START RECORDS SUPPLIED

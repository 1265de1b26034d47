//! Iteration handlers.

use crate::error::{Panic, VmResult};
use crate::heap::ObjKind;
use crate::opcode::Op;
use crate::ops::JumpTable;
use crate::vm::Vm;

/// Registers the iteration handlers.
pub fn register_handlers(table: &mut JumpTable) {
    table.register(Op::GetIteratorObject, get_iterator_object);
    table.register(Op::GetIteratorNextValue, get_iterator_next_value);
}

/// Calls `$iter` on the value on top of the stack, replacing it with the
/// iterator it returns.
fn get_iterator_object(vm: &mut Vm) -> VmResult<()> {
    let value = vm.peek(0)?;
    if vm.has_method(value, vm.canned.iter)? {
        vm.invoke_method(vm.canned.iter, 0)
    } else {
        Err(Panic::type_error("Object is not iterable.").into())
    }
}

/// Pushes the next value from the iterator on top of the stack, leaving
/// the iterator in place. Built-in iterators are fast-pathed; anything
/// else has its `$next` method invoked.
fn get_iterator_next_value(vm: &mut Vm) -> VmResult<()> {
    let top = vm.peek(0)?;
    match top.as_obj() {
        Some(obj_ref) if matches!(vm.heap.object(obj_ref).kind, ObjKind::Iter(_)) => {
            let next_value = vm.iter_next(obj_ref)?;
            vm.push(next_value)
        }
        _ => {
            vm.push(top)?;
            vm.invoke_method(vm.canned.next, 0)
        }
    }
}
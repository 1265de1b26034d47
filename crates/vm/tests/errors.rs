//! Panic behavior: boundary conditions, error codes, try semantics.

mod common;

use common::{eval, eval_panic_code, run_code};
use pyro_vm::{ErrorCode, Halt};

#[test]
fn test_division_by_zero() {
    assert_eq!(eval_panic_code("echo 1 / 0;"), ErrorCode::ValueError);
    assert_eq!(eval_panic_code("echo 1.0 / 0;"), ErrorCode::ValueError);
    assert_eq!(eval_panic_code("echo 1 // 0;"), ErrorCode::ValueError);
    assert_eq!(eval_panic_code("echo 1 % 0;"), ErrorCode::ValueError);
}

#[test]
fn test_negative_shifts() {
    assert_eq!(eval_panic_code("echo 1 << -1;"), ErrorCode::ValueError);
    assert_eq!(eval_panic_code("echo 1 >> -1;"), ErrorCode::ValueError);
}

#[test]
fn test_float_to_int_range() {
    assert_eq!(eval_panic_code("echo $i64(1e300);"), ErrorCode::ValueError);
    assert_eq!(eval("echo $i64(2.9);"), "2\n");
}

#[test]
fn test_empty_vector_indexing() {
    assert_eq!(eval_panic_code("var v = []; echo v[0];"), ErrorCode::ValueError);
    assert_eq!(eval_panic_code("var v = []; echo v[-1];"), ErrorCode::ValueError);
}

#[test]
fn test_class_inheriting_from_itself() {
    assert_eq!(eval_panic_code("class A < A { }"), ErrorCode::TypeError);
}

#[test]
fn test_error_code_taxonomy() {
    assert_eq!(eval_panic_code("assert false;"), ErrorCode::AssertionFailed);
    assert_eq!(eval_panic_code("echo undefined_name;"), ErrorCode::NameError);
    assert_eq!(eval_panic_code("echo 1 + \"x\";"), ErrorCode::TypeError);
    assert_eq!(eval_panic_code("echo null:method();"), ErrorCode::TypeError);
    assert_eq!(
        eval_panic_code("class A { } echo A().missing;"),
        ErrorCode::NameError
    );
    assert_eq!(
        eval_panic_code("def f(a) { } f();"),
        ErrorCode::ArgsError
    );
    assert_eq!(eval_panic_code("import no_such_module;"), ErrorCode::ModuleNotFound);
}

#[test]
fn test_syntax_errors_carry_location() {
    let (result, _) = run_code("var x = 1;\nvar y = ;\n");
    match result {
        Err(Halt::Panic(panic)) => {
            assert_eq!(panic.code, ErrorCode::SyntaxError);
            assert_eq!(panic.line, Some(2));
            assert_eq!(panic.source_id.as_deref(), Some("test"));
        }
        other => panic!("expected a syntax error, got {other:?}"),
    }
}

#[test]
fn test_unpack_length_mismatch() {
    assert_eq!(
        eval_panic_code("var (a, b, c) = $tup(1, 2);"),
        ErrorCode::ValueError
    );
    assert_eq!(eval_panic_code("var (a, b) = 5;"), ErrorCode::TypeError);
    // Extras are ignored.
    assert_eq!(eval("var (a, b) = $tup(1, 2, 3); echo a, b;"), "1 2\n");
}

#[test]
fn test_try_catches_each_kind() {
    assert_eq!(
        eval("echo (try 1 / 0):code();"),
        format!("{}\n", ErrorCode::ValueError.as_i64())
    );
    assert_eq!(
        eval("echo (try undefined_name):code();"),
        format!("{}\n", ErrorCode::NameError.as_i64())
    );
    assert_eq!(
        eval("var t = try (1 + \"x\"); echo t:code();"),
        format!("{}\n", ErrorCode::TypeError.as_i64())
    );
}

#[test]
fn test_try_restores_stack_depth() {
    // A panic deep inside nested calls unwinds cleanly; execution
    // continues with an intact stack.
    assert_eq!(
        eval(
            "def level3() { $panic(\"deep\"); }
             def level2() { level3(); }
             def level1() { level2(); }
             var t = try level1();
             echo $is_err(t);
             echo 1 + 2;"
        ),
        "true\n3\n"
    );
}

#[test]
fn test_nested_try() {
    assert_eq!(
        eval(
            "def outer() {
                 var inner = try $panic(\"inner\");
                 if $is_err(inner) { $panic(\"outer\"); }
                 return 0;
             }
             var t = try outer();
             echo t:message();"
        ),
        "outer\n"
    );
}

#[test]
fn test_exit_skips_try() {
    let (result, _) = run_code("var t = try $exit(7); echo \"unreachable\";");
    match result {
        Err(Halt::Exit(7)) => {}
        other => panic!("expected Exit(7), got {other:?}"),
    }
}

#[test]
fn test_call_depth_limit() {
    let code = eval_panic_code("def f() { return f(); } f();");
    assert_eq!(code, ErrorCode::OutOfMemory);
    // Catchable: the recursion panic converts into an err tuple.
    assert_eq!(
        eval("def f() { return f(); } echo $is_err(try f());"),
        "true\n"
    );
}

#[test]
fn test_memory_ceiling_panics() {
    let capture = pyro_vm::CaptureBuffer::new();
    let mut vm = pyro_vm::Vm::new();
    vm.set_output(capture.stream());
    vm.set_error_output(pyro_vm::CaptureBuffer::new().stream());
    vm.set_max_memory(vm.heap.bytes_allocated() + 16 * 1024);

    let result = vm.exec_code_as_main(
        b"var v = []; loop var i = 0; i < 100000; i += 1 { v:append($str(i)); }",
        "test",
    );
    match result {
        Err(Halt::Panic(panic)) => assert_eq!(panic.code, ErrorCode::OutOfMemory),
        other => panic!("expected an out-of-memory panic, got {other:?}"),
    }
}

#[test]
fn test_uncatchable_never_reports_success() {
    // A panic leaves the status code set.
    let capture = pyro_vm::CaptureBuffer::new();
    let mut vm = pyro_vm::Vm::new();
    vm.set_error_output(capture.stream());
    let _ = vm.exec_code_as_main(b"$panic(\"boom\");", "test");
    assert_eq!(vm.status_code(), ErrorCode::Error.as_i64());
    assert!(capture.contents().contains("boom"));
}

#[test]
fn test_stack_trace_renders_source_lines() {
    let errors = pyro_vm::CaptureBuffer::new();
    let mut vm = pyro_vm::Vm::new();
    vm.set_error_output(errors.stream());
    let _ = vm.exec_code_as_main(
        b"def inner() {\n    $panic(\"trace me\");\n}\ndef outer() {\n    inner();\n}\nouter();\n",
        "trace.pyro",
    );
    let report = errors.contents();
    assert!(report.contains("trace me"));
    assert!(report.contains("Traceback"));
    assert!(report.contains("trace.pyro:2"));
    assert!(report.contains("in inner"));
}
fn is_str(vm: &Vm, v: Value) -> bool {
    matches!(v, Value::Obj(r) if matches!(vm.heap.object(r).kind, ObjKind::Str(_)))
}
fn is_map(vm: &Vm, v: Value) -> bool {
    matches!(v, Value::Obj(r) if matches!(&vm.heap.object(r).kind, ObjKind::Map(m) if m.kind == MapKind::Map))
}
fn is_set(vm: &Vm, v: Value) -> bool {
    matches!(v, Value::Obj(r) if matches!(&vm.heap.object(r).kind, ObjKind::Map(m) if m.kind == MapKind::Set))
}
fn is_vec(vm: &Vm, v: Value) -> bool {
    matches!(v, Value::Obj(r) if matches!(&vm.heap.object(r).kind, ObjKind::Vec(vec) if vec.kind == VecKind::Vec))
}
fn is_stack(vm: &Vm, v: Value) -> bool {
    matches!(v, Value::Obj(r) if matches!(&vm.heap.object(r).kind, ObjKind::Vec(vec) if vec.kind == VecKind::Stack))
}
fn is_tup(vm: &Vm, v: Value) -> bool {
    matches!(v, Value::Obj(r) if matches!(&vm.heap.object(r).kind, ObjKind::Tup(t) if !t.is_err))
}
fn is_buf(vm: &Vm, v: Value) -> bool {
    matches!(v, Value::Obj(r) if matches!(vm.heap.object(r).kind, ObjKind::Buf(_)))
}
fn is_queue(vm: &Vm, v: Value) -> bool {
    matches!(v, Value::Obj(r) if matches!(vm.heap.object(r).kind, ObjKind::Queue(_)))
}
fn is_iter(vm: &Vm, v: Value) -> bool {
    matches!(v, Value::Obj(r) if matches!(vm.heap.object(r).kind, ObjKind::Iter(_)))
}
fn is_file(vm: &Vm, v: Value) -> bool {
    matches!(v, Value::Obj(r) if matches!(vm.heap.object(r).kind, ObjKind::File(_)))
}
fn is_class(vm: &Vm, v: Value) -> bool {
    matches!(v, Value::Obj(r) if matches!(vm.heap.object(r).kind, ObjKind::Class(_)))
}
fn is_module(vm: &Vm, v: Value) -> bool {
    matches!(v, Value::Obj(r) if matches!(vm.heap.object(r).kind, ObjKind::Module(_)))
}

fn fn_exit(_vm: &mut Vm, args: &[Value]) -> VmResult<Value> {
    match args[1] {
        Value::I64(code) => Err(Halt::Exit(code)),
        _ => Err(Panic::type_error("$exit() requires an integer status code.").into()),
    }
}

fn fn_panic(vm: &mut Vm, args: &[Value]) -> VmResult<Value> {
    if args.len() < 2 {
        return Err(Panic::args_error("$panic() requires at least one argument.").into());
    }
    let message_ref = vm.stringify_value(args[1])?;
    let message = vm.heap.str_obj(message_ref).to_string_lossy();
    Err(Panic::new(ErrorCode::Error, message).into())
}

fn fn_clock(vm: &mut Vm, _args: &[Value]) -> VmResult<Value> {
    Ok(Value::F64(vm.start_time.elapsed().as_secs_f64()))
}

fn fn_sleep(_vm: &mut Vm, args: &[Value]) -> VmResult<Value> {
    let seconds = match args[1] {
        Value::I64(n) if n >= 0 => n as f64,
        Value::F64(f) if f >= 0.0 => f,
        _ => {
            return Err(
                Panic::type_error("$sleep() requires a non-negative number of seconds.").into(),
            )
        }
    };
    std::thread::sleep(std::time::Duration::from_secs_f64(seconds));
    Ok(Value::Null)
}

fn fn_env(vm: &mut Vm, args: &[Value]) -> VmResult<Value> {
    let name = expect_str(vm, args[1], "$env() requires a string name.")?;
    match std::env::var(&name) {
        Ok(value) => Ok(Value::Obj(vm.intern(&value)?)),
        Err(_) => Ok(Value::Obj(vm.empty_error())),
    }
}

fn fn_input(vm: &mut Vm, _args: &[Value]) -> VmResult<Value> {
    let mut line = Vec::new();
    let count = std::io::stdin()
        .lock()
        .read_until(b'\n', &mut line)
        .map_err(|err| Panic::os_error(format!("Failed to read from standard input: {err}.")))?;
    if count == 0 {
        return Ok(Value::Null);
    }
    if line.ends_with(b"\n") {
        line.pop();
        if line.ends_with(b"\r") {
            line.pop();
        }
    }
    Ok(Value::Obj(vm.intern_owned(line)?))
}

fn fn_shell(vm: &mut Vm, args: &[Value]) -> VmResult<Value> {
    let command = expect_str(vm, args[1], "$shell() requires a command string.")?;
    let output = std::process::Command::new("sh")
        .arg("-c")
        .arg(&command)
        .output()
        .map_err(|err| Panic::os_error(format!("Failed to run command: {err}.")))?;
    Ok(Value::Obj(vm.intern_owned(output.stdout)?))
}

END RECORDS SUPPLIED

Give the number of lines above containing the word "stream", with no other text.

4